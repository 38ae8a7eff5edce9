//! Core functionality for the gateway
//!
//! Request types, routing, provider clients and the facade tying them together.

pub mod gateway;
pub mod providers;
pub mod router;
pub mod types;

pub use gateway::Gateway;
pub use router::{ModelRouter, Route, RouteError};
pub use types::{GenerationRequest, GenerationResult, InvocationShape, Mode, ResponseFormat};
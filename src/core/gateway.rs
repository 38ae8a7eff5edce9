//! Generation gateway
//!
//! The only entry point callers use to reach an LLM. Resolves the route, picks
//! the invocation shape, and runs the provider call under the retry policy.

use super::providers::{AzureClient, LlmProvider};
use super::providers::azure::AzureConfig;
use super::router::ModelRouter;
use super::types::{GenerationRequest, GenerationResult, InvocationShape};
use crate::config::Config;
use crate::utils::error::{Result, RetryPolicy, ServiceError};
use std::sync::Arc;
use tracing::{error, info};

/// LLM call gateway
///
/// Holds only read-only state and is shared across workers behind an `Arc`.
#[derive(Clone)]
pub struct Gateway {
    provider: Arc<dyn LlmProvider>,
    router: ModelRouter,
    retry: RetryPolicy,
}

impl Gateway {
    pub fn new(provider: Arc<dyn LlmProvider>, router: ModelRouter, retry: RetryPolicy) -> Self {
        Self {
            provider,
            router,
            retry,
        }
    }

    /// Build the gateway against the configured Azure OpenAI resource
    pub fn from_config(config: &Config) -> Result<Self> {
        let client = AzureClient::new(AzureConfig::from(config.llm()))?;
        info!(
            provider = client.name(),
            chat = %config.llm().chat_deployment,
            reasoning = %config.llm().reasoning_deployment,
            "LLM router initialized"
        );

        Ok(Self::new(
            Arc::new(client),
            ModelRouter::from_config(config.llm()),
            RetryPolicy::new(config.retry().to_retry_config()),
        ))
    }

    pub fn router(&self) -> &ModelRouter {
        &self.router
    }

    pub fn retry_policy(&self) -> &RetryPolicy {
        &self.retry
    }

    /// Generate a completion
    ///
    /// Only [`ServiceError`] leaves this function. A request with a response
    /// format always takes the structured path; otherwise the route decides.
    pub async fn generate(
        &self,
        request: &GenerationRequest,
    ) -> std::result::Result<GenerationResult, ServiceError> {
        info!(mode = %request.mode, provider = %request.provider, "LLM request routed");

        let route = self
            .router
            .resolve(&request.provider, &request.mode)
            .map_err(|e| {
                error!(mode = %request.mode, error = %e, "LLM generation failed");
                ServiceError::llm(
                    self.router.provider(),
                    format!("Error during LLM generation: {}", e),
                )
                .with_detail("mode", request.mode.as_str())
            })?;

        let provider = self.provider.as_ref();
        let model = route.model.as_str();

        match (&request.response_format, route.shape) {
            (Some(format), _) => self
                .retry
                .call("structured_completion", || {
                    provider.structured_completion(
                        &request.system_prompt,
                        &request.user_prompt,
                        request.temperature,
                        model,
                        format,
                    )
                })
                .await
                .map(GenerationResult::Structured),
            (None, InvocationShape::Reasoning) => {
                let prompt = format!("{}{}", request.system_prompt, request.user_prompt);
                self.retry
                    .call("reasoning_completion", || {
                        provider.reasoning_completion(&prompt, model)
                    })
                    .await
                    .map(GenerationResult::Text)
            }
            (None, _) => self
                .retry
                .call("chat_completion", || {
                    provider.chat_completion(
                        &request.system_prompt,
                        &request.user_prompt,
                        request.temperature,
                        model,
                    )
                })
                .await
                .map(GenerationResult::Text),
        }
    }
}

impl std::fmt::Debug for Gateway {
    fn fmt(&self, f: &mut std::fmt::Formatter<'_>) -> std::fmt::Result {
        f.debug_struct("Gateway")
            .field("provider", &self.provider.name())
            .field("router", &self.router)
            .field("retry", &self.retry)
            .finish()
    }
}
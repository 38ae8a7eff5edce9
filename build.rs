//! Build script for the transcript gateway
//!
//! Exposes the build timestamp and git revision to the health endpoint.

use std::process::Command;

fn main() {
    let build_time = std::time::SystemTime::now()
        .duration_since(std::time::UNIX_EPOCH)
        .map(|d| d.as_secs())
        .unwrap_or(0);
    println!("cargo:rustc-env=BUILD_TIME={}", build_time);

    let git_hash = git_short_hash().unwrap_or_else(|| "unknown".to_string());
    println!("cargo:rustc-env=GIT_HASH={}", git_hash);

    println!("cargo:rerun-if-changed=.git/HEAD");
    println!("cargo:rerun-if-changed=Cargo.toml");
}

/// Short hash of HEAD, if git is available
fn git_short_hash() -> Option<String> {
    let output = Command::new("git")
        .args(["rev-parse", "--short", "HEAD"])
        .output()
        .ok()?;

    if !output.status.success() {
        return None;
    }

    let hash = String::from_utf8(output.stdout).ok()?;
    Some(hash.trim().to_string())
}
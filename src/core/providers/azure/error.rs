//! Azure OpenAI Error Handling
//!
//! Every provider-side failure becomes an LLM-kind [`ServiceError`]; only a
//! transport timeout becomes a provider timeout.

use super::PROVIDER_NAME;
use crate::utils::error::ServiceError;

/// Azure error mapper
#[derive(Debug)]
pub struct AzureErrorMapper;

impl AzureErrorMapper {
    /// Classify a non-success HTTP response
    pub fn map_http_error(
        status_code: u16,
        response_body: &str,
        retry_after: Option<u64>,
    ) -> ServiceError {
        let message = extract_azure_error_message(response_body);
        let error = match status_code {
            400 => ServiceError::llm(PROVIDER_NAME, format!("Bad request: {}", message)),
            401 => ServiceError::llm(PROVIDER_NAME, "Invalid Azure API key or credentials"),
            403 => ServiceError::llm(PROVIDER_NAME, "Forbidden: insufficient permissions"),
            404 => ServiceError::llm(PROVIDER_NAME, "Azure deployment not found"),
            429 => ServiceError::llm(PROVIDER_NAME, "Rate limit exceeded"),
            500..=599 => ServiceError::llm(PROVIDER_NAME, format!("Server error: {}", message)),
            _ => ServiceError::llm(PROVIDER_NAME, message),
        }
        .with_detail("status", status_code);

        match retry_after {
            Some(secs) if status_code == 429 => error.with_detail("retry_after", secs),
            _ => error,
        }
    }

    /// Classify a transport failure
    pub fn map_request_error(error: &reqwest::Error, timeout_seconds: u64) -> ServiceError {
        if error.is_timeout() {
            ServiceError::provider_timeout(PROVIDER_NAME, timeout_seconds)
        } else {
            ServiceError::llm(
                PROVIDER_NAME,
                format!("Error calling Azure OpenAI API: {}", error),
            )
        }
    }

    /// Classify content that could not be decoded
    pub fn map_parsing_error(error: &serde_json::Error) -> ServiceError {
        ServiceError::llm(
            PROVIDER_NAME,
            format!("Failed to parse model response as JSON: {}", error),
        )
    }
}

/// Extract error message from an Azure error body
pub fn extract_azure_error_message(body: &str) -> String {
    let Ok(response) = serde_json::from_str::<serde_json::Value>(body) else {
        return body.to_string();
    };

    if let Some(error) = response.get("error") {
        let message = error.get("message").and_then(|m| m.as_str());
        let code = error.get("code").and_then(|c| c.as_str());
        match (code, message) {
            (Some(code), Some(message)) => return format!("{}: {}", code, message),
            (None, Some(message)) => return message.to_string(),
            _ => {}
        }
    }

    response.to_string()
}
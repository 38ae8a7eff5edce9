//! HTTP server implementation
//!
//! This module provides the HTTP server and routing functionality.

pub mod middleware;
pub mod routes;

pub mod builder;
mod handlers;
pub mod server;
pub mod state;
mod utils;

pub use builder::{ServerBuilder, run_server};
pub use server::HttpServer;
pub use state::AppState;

* * *

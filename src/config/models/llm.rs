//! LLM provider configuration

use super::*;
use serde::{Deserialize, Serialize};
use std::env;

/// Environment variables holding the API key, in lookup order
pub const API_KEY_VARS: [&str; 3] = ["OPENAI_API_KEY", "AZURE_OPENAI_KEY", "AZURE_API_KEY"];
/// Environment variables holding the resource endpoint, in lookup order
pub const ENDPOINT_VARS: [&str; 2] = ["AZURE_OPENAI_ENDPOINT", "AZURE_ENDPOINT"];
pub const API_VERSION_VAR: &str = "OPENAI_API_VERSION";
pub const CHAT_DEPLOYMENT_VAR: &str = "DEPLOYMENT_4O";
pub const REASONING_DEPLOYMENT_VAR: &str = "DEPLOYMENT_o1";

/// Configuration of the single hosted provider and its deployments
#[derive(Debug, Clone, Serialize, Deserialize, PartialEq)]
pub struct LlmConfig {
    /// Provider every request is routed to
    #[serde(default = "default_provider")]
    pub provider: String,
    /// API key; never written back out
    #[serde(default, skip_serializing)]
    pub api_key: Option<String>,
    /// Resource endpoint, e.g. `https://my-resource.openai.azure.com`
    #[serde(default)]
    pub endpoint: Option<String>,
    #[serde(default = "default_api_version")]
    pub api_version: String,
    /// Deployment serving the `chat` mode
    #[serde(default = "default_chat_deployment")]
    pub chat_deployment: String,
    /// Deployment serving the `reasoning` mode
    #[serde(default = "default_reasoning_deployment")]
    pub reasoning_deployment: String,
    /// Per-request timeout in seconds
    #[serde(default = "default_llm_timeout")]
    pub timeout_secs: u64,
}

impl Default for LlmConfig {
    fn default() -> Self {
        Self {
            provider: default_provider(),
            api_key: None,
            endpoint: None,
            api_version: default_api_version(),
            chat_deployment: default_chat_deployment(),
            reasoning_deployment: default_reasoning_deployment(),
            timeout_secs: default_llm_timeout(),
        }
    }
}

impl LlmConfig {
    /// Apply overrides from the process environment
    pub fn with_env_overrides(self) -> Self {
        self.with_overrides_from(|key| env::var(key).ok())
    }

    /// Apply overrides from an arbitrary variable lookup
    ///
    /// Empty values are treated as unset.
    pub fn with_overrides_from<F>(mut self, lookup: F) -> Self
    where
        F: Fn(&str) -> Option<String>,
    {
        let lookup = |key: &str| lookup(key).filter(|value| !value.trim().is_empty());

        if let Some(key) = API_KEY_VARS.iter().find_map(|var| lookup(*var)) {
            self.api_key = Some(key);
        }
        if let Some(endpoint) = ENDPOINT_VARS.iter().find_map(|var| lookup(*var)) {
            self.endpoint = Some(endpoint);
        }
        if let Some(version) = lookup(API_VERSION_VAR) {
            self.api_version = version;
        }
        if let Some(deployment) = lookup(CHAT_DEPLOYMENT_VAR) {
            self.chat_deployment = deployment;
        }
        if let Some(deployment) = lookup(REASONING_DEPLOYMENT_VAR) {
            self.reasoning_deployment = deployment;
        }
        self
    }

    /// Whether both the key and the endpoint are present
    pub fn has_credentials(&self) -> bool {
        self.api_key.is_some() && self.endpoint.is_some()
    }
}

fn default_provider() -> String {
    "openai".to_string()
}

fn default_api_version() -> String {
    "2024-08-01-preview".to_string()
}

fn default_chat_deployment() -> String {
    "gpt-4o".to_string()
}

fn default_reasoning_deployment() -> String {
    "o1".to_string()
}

==

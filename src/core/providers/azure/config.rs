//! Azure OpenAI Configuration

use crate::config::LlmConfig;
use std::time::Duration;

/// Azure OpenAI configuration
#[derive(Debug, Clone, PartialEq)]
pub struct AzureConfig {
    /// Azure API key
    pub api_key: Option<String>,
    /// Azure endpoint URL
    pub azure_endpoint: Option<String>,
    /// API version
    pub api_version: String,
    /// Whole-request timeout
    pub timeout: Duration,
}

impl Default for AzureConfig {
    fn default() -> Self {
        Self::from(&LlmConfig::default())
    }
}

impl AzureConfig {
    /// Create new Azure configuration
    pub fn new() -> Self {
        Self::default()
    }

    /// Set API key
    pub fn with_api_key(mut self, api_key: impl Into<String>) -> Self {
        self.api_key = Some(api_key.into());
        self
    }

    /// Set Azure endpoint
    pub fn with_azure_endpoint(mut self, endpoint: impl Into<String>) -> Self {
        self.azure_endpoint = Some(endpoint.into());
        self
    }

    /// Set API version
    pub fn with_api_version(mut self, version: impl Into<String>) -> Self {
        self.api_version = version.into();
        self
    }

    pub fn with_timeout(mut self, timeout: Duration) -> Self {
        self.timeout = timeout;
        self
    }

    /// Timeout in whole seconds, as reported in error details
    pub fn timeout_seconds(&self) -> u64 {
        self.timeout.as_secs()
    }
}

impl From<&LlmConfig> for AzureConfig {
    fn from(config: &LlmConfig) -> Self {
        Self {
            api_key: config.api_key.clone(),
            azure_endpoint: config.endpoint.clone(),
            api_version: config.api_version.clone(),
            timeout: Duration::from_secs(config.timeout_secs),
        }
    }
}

_EXERCISE DESCRIPTION_: The required output is a copy of each line in the records where the string "GenerationRequest" occurs.

_OUTPUT OF THE TASK_:
pub use types::{GenerationRequest, GenerationResult, InvocationShape, Mode, ResponseFormat};
use super::types::{GenerationRequest, GenerationResult, InvocationShape};
        request: &GenerationRequest,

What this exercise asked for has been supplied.